### RECORDS TO PROCESS ###

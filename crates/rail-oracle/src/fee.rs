//! Fee oracle trait and the default implementation.
//!
//! A fee oracle reports two values: the protocol fee fraction charged on every
//! revenue distribution, and the beneficiary credited with it. Both may change
//! at any time. Vaults hold the oracle as an `Arc<dyn FeeOracle>` shared between
//! many ledgers.

use std::sync::RwLock;

use rail_types::{Address, Fraction};
use serde::{Deserialize, Serialize};

use crate::{OracleError, Result};

/// A protocol fee quote.
#[derive(Clone, Copy, Debug, PartialEq, Eq, Serialize, Deserialize)]
pub struct FeeQuote {
    /// Fraction of every distribution taken as protocol fee.
    pub fee: Fraction,
    /// Account credited with the protocol fee.
    pub beneficiary: Address,
}

/// Source of protocol fee quotes.
pub trait FeeOracle: Send + Sync + std::fmt::Debug {
    /// Current protocol fee fraction.
    fn protocol_fee(&self) -> Result<Fraction>;

    /// Current protocol fee beneficiary.
    fn beneficiary(&self) -> Result<Address>;

    /// Both values at once.
    fn quote(&self) -> Result<FeeQuote> {
        Ok(FeeQuote {
            fee: self.protocol_fee()?,
            beneficiary: self.beneficiary()?,
        })
    }
}

#[derive(Debug, Clone, Copy)]
struct OracleState {
    fee: Fraction,
    beneficiary: Address,
    paused: bool,
}

/// Settable fee oracle operated by the protocol.
///
/// The fee and beneficiary are adjusted with [`set_fee`](Self::set_fee) and
/// [`set_beneficiary`](Self::set_beneficiary). [`pause`](Self::pause) makes
/// every query fail, which is how outages are exercised.
#[derive(Debug)]
pub struct DefaultFeeOracle {
    state: RwLock<OracleState>,
}

impl DefaultFeeOracle {
    /// Create an oracle serving `fee` to `beneficiary`.
    pub fn new(fee: Fraction, beneficiary: Address) -> Self {
        Self {
            state: RwLock::new(OracleState {
                fee,
                beneficiary,
                paused: false,
            }),
        }
    }

    /// Change the protocol fee fraction.
    pub fn set_fee(&self, fee: Fraction) -> Result<()> {
        let mut state = self.write()?;
        tracing::info!(old_fee = %state.fee, new_fee = %fee, "fee oracle: protocol fee changed");
        state.fee = fee;
        Ok(())
    }

    /// Change the protocol fee beneficiary.
    pub fn set_beneficiary(&self, beneficiary: Address) -> Result<()> {
        let mut state = self.write()?;
        tracing::info!(beneficiary = %beneficiary, "fee oracle: beneficiary changed");
        state.beneficiary = beneficiary;
        Ok(())
    }

    /// Stop serving quotes.
    pub fn pause(&self) -> Result<()> {
        tracing::warn!("fee oracle: paused");
        self.write()?.paused = true;
        Ok(())
    }

    /// Resume serving quotes.
    pub fn resume(&self) -> Result<()> {
        tracing::info!("fee oracle: resumed");
        self.write()?.paused = false;
        Ok(())
    }

    /// Whether the oracle is paused.
    pub fn is_paused(&self) -> bool {
        self.read().map(|s| s.paused).unwrap_or(true)
    }

    fn read(&self) -> Result<OracleState> {
        self.state
            .read()
            .map(|guard| *guard)
            .map_err(|_| OracleError::Unavailable("state lock poisoned".to_string()))
    }

    fn write(&self) -> Result<std::sync::RwLockWriteGuard<'_, OracleState>> {
        self.state
            .write()
            .map_err(|_| OracleError::Unavailable("state lock poisoned".to_string()))
    }

    fn live(&self) -> Result<OracleState> {
        let state = self.read()?;
        if state.paused {
            return Err(OracleError::Paused);
        }
        Ok(state)
    }
}

impl FeeOracle for DefaultFeeOracle {
    fn protocol_fee(&self) -> Result<Fraction> {
        Ok(self.live()?.fee)
    }

    fn beneficiary(&self) -> Result<Address> {
        Ok(self.live()?.beneficiary)
    }

    fn quote(&self) -> Result<FeeQuote> {
        let state = self.live()?;
        Ok(FeeQuote {
            fee: state.fee,
            beneficiary: state.beneficiary,
        })
    }
}
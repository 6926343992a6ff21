//! Time source.
//!
//! The ledger reads time only for event timestamps and module rules (ban
//! expiry, member age, withdraw windows). Hosts inject a [`Clock`]; tests and
//! the replay tool use [`ManualClock`].

use std::sync::atomic::{AtomicU64, Ordering};
use std::sync::Arc;
use std::time::{SystemTime, UNIX_EPOCH};

/// Source of Unix timestamps in seconds.
pub trait Clock: Send + Sync + std::fmt::Debug {
    /// Current Unix timestamp in seconds.
    fn now(&self) -> u64;
}

/// Wall-clock time.
#[derive(Debug, Clone, Copy, Default)]
pub struct SystemClock;

impl Clock for SystemClock {
    fn now(&self) -> u64 {
        SystemTime::now()
            .duration_since(UNIX_EPOCH)
            .map(|d| d.as_secs())
            .unwrap_or(0)
    }
}

/// Manually driven clock. Clones share the same time.
#[derive(Debug, Clone, Default)]
pub struct ManualClock {
    now: Arc<AtomicU64>,
}

impl ManualClock {
    /// Create a clock starting at `start`.
    pub fn new(start: u64) -> Self {
        Self {
            now: Arc::new(AtomicU64::new(start)),
        }
    }

    /// Jump to `timestamp`.
    pub fn set(&self, timestamp: u64) {
        self.now.store(timestamp, Ordering::SeqCst);
    }

    /// Move forward by `seconds`.
    pub fn advance(&self, seconds: u64) {
        let _ = self
            .now
            .fetch_update(Ordering::SeqCst, Ordering::SeqCst, |t| {
                Some(t.saturating_add(seconds))
            });
    }
}

impl Clock for ManualClock {
    fn now(&self) -> u64 {
        self.now.load(Ordering::SeqCst)
    }
}
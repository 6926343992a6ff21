//! # rail-vault
//!
//! Revenue-sharing vault ledger.
//!
//! A vault holds a pool of weighted members. Every revenue deposit is split
//! between an admin fee, a protocol fee, and the members in proportion to their
//! weights. Distribution is O(1) per deposit: a global earnings-per-weight
//! accumulator advances and each member settles lazily against it. Members pull
//! their earnings out directly or authorize a relayer with a signature.
//!
//! All mutating operations run inside [`Vault::transact`] and either commit
//! completely or leave the ledger untouched.
//!
//! ## Modules
//!
//! - [`vault`] — Ledger aggregate, ownership, admin fee, stats, transactions
//! - [`member`] — Per-member record and settlement
//! - [`registry`] — Membership and join/part agents
//! - [`distribution`] — Revenue intake and fee split
//! - [`withdraw`] — Withdrawals and in-vault transfers
//! - [`signature`] — Signed withdrawal payloads
//! - [`modules`] — Listener hooks and the ban and withdraw-limit modules
//! - [`clock`] — Time source
//! - [`config`] — TOML configuration

pub mod clock;
pub mod config;
pub mod distribution;
pub mod member;
pub mod modules;
pub mod registry;
pub mod signature;
pub mod vault;
pub mod withdraw;

pub use clock::{Clock, ManualClock, SystemClock};
pub use member::MemberRecord;
pub use modules::{Hook, HookEvent, ModuleContext, ModuleError, ModuleId, VaultModule};
pub use vault::{InitParams, Vault};

use rail_types::{Address, Amount, FixedPointError};

/// Error types for ledger operations.
#[derive(Debug, Clone, PartialEq, Eq, thiserror::Error)]
pub enum VaultError {
    /// Caller lacks the role required for the operation.
    #[error("{caller} is not authorized to {action}")]
    NotAuthorized {
        /// The rejected caller.
        caller: Address,
        /// What the caller attempted.
        action: &'static str,
    },

    /// Member is already active.
    #[error("{0} is already an active member")]
    AlreadyMember(Address),

    /// Member is not active.
    #[error("{0} is not an active member")]
    NotActiveMember(Address),

    /// Address has no member record.
    #[error("{0} is not a member")]
    NotMember(Address),

    /// A join was requested with weight zero.
    #[error("cannot add {0} with zero weight")]
    ZeroWeight(Address),

    /// A fee fraction is out of range, or fees would sum above 1.0.
    #[error("invalid fee fraction: {0}")]
    InvalidFraction(String),

    /// Withdrawal or transfer exceeds the withdrawable balance.
    #[error("insufficient balance for {member}: requested {requested}, available {available}")]
    InsufficientBalance {
        /// Member whose balance was checked.
        member: Address,
        /// Requested amount.
        requested: Amount,
        /// Withdrawable amount.
        available: Amount,
    },

    /// Signature was not made by the member for this payload.
    #[error("bad signature")]
    BadSignature,

    /// Signature is not 65 bytes long.
    #[error("bad signature length: {0}")]
    BadSignatureLength(usize),

    /// Signature recovery byte is not 27 or 28.
    #[error("bad signature version: {0}")]
    BadSignatureVersion(u8),

    /// A module listener vetoed the operation.
    #[error("module {module} rejected the operation: {reason}")]
    ModuleRejected {
        /// Name of the rejecting module.
        module: String,
        /// Why it rejected.
        reason: String,
    },

    /// Module configuration is locked.
    #[error("modules are locked")]
    ModulesLocked,

    /// Withdrawal is below the configured minimum.
    #[error("withdraw amount {amount} is below the minimum {minimum}")]
    WithdrawBelowMinimum {
        /// Requested amount.
        amount: Amount,
        /// Configured minimum.
        minimum: Amount,
    },

    /// Withdrawal would exceed the limit for the current period.
    #[error("withdraw limit exceeded: requested {requested}, remaining in period {remaining}")]
    WithdrawLimitExceeded {
        /// Requested amount.
        requested: Amount,
        /// What is left of the period's allowance.
        remaining: Amount,
    },

    /// Member joined too recently to withdraw.
    #[error("{member} joined at {joined_at} and may withdraw from {eligible_at}")]
    MemberTooNew {
        /// The member.
        member: Address,
        /// Join timestamp.
        joined_at: u64,
        /// First timestamp at which withdrawals are allowed.
        eligible_at: u64,
    },

    /// `initialize` was called twice.
    #[error("vault is already initialized")]
    AlreadyInitialized,

    /// Mutation attempted before `initialize`.
    #[error("vault is not initialized")]
    NotInitialized,

    /// Agent is already registered.
    #[error("{0} is already a join/part agent")]
    AlreadyActiveAgent(Address),

    /// Agent is not registered.
    #[error("{0} is not a join/part agent")]
    NotActiveAgent(Address),

    /// Batch argument lists differ in length.
    #[error("length mismatch: {left} != {right}")]
    LengthMismatch {
        /// Length of the first list.
        left: usize,
        /// Length of the second list.
        right: usize,
    },

    /// No module with this id (or of the requested type) is installed.
    #[error("unknown module {0}")]
    UnknownModule(u32),

    /// Module is already listening on the hook.
    #[error("module {module} already listens on {hook}")]
    ListenerAlreadyAdded {
        /// Hook name.
        hook: Hook,
        /// Module id.
        module: u32,
    },

    /// Module is not listening on the hook.
    #[error("module {module} does not listen on {hook}")]
    ListenerNotFound {
        /// Hook name.
        hook: Hook,
        /// Module id.
        module: u32,
    },

    /// Fixed-point arithmetic failed.
    #[error("arithmetic error: {0}")]
    Arithmetic(#[from] FixedPointError),

    /// The fee oracle could not be read and no quote was cached.
    #[error("fee source error: {0}")]
    FeeSource(#[from] rail_oracle::OracleError),
}

/// Convenience result type for ledger operations.
pub type Result<T> = std::result::Result<T, VaultError>;

/// Checked addition on token amounts.
pub(crate) fn checked_add(a: Amount, b: Amount) -> Result<Amount> {
    a.checked_add(b)
        .ok_or(VaultError::Arithmetic(FixedPointError::Overflow))
}

/// Checked subtraction on token amounts.
pub(crate) fn checked_sub(a: Amount, b: Amount) -> Result<Amount> {
    a.checked_sub(b)
        .ok_or(VaultError::Arithmetic(FixedPointError::Overflow))
}

#[cfg(test)]
pub(crate) mod test_support;
//! # rail-types
//!
//! Shared domain types used across the Rail workspace.
//!
//! ## Modules
//!
//! - [`address`] — 20-byte account addresses
//! - [`fixed`] — 18-decimal fixed-point arithmetic and fee fractions
//! - [`member`] — Member status, leave reasons, member and vault statistics
//! - [`events`] — Events emitted by the ledger for external indexers

pub mod address;
pub mod events;
pub mod fixed;
pub mod member;

pub use address::Address;
pub use fixed::{FixedPointError, Fraction};
pub use primitive_types::U256;

/// Token amounts in the smallest token unit ("wei", 18 decimals).
pub type Amount = U256;

/// Smallest token units per whole token.
pub const WEI_PER_TOKEN: u64 = 1_000_000_000_000_000_000;

/// Convert a whole-token count into wei.
pub fn tokens(whole: u64) -> Amount {
    U256::from(whole) * U256::from(WEI_PER_TOKEN)
}

#[cfg(test)]
mod tests {
    use super::*;

    #[test]
    fn test_tokens_scale() {
        assert_eq!(tokens(0), U256::zero());
        assert_eq!(tokens(3), U256::from(3_000_000_000_000_000_000u128));
    }
}
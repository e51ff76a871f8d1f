//! Shared helpers for lock behavior specs

pub use std::time::Duration;

use async_trait::async_trait;
use chrono::TimeZone;

pub use leasehold_core::{
    Clock, FakeClock, Generation, HolderId, LeaseLock, LeasePayload, LockConfig, LockError,
    MemoryStore, ObjectStore, RecordingStore, StoreCall, StoreError,
};

/// Lease length used across specs unless a scenario needs its own
pub const LEASE: Duration = Duration::from_secs(30);

/// Lock object name shared by rival holders within a scenario
pub const LOCK: &str = "locks/deploy";

/// Fake clock pinned to a whole second so lease deadlines compare exactly
pub fn pinned_clock() -> FakeClock {
    let clock = FakeClock::new();
    clock.set(chrono::Utc.with_ymd_and_hms(2026, 3, 14, 9, 0, 0).unwrap());
    clock
}

/// A lock on [`LOCK`] driven by the scenario's fake clock
pub fn lock_for<S: ObjectStore>(
    store: &S,
    clock: &FakeClock,
    holder: &str,
) -> LeaseLock<S, FakeClock> {
    LeaseLock::with_clock(
        store.clone(),
        LockConfig::new(LOCK).with_holder(HolderId::new(holder)),
        clock.clone(),
    )
}

/// Store that yields to the scheduler before every call, so rivals joined
/// with `tokio::join!` interleave at each backend round trip the way they
/// would across real network suspension points.
#[derive(Clone)]
pub struct YieldingStore {
    inner: MemoryStore,
}

impl YieldingStore {
    pub fn new(inner: MemoryStore) -> Self {
        Self { inner }
    }
}

#[async_trait]
impl ObjectStore for YieldingStore {
    async fn create_if_absent(&self, name: &str, payload: &[u8]) -> Result<Generation, StoreError> {
        tokio::task::yield_now().await;
        self.inner.create_if_absent(name, payload).await
    }

    async fn read(&self, name: &str) -> Result<(Vec<u8>, Generation), StoreError> {
        tokio::task::yield_now().await;
        self.inner.read(name).await
    }

    async fn replace_if_generation(
        &self,
        name: &str,
        payload: &[u8],
        generation: &Generation,
    ) -> Result<Generation, StoreError> {
        tokio::task::yield_now().await;
        self.inner.replace_if_generation(name, payload, generation).await
    }

    async fn delete_if_generation(
        &self,
        name: &str,
        generation: &Generation,
    ) -> Result<(), StoreError> {
        tokio::task::yield_now().await;
        self.inner.delete_if_generation(name, generation).await
    }
}

/// Bump the clock just past the shared lease deadline
pub fn expire_lease(clock: &FakeClock) {
    clock.advance(LEASE + Duration::from_secs(1));
}

/// Decode the lease currently stored under [`LOCK`]
pub async fn stored_lease(store: &MemoryStore) -> LeasePayload {
    let (bytes, _) = store.read(LOCK).await.unwrap();
    LeasePayload::decode(&bytes).unwrap()
}
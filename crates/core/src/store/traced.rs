// SPDX-License-Identifier: BUSL-1.1
// Copyright (c) 2026 Alfred Jean LLC

//! Traced store wrapper for consistent observability

use async_trait::async_trait;
use tracing::Instrument;

use super::{Generation, ObjectStore, StoreError};

/// Wrapper that adds tracing to any ObjectStore
#[derive(Clone)]
pub struct TracedStore<S> {
    inner: S,
}

impl<S> TracedStore<S> {
    pub fn new(inner: S) -> Self {
        Self { inner }
    }
}

#[async_trait]
impl<S: ObjectStore> ObjectStore for TracedStore<S> {
    async fn create_if_absent(&self, name: &str, payload: &[u8]) -> Result<Generation, StoreError> {
        let span = tracing::info_span!("store.create", name);
        async {
            let start = std::time::Instant::now();
            let result = self.inner.create_if_absent(name, payload).await;
            let elapsed = start.elapsed();

            match &result {
                Ok(generation) => tracing::info!(
                    %generation,
                    elapsed_ms = elapsed.as_millis() as u64,
                    "created"
                ),
                // Losing a conditional create is ordinary contention
                Err(StoreError::AlreadyExists(_)) => tracing::debug!(
                    elapsed_ms = elapsed.as_millis() as u64,
                    "already exists"
                ),
                Err(e) => tracing::error!(
                    elapsed_ms = elapsed.as_millis() as u64,
                    error = %e,
                    "create failed"
                ),
            }

            result
        }
        .instrument(span)
        .await
    }

    async fn read(&self, name: &str) -> Result<(Vec<u8>, Generation), StoreError> {
        let span = tracing::info_span!("store.read", name);
        async {
            let result = self.inner.read(name).await;

            match &result {
                Ok((payload, generation)) => {
                    tracing::debug!(%generation, payload_len = payload.len(), "read")
                }
                Err(StoreError::NotFound(_)) => tracing::debug!("not found"),
                Err(e) => tracing::error!(error = %e, "read failed"),
            }

            result
        }
        .instrument(span)
        .await
    }

    async fn replace_if_generation(
        &self,
        name: &str,
        payload: &[u8],
        generation: &Generation,
    ) -> Result<Generation, StoreError> {
        let span = tracing::info_span!("store.replace", name, fence = %generation);
        async {
            let start = std::time::Instant::now();
            let result = self
                .inner
                .replace_if_generation(name, payload, generation)
                .await;
            let elapsed = start.elapsed();

            match &result {
                Ok(new_generation) => tracing::info!(
                    generation = %new_generation,
                    elapsed_ms = elapsed.as_millis() as u64,
                    "replaced"
                ),
                // A stale fence means someone else won the race
                Err(StoreError::PreconditionFailed(_)) => tracing::debug!(
                    elapsed_ms = elapsed.as_millis() as u64,
                    "generation changed"
                ),
                Err(StoreError::NotFound(_)) => tracing::debug!(
                    elapsed_ms = elapsed.as_millis() as u64,
                    "object gone"
                ),
                Err(e) => tracing::error!(
                    elapsed_ms = elapsed.as_millis() as u64,
                    error = %e,
                    "replace failed"
                ),
            }

            result
        }
        .instrument(span)
        .await
    }

    async fn delete_if_generation(
        &self,
        name: &str,
        generation: &Generation,
    ) -> Result<(), StoreError> {
        let span = tracing::info_span!("store.delete", name, fence = %generation);
        async {
            let start = std::time::Instant::now();
            let result = self.inner.delete_if_generation(name, generation).await;
            let elapsed = start.elapsed();

            match &result {
                Ok(()) => tracing::info!(elapsed_ms = elapsed.as_millis() as u64, "deleted"),
                Err(StoreError::PreconditionFailed(_)) => tracing::debug!(
                    elapsed_ms = elapsed.as_millis() as u64,
                    "generation changed"
                ),
                Err(StoreError::NotFound(_)) => tracing::debug!(
                    elapsed_ms = elapsed.as_millis() as u64,
                    "object gone"
                ),
                Err(e) => tracing::error!(
                    elapsed_ms = elapsed.as_millis() as u64,
                    error = %e,
                    "delete failed"
                ),
            }

            result
        }
        .instrument(span)
        .await
    }
}

#[cfg(test)]
#[path = "traced_tests.rs"]
mod tests;
// SPDX-License-Identifier: BUSL-1.1
// Copyright (c) 2026 Alfred Jean LLC

//! Object store capability for generation-fenced lock objects

mod memory;
mod traced;

pub use memory::MemoryStore;
pub use traced::TracedStore;

// Test support - only compiled for tests or when explicitly requested
#[cfg(any(test, feature = "test-support"))]
mod recording;
#[cfg(any(test, feature = "test-support"))]
pub use recording::{RecordingStore, StoreCall};

use async_trait::async_trait;
use thiserror::Error;

/// Opaque version token for one revision of a stored object.
///
/// Every successful write yields a new, distinct generation. Callers never
/// interpret the token; they hand it back verbatim to fence later writes.
#[derive(Debug, Clone, PartialEq, Eq, Hash)]
pub struct Generation(pub String);

impl std::fmt::Display for Generation {
    fn fmt(&self, f: &mut std::fmt::Formatter<'_>) -> std::fmt::Result {
        write!(f, "{}", self.0)
    }
}

/// Errors from object store operations
#[derive(Debug, Error)]
pub enum StoreError {
    #[error("object already exists: {0}")]
    AlreadyExists(String),
    #[error("object not found: {0}")]
    NotFound(String),
    #[error("generation precondition failed: {0}")]
    PreconditionFailed(String),
    #[error("transient backend error: {0}")]
    Transient(String),
}

/// Capability for a strongly-consistent object store with conditional writes.
///
/// Each conditional operation is atomic on the backend: it either observes
/// its precondition and applies, or fails without effect. Implementations
/// must report the distinct outcomes exactly as the variants above;
/// [`StoreError::Transient`] is reserved for failures whose effect on the
/// backend is unknown (timeouts, 5xx, connectivity).
#[async_trait]
pub trait ObjectStore: Clone + Send + Sync + 'static {
    /// Create the object only if it does not already exist
    async fn create_if_absent(&self, name: &str, payload: &[u8]) -> Result<Generation, StoreError>;

    /// Read the object's payload together with its current generation
    async fn read(&self, name: &str) -> Result<(Vec<u8>, Generation), StoreError>;

    /// Overwrite the object only if its generation still matches
    async fn replace_if_generation(
        &self,
        name: &str,
        payload: &[u8],
        generation: &Generation,
    ) -> Result<Generation, StoreError>;

    /// Delete the object only if its generation still matches
    async fn delete_if_generation(
        &self,
        name: &str,
        generation: &Generation,
    ) -> Result<(), StoreError>;
}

###

● **ABOUT THIS EXERCISE**:
Print only these lines, please. They run from the start of the entries above to the line containing "Both may change", both ends included, and must match exactly.

● **RESPONSE TO THE TASK**:
filename crates/rail-oracle/src/fee.rs
//! Fee oracle trait and the default implementation.
//!
//! A fee oracle reports two values: the protocol fee fraction charged on every
//! revenue distribution, and the beneficiary credited with it. Both may change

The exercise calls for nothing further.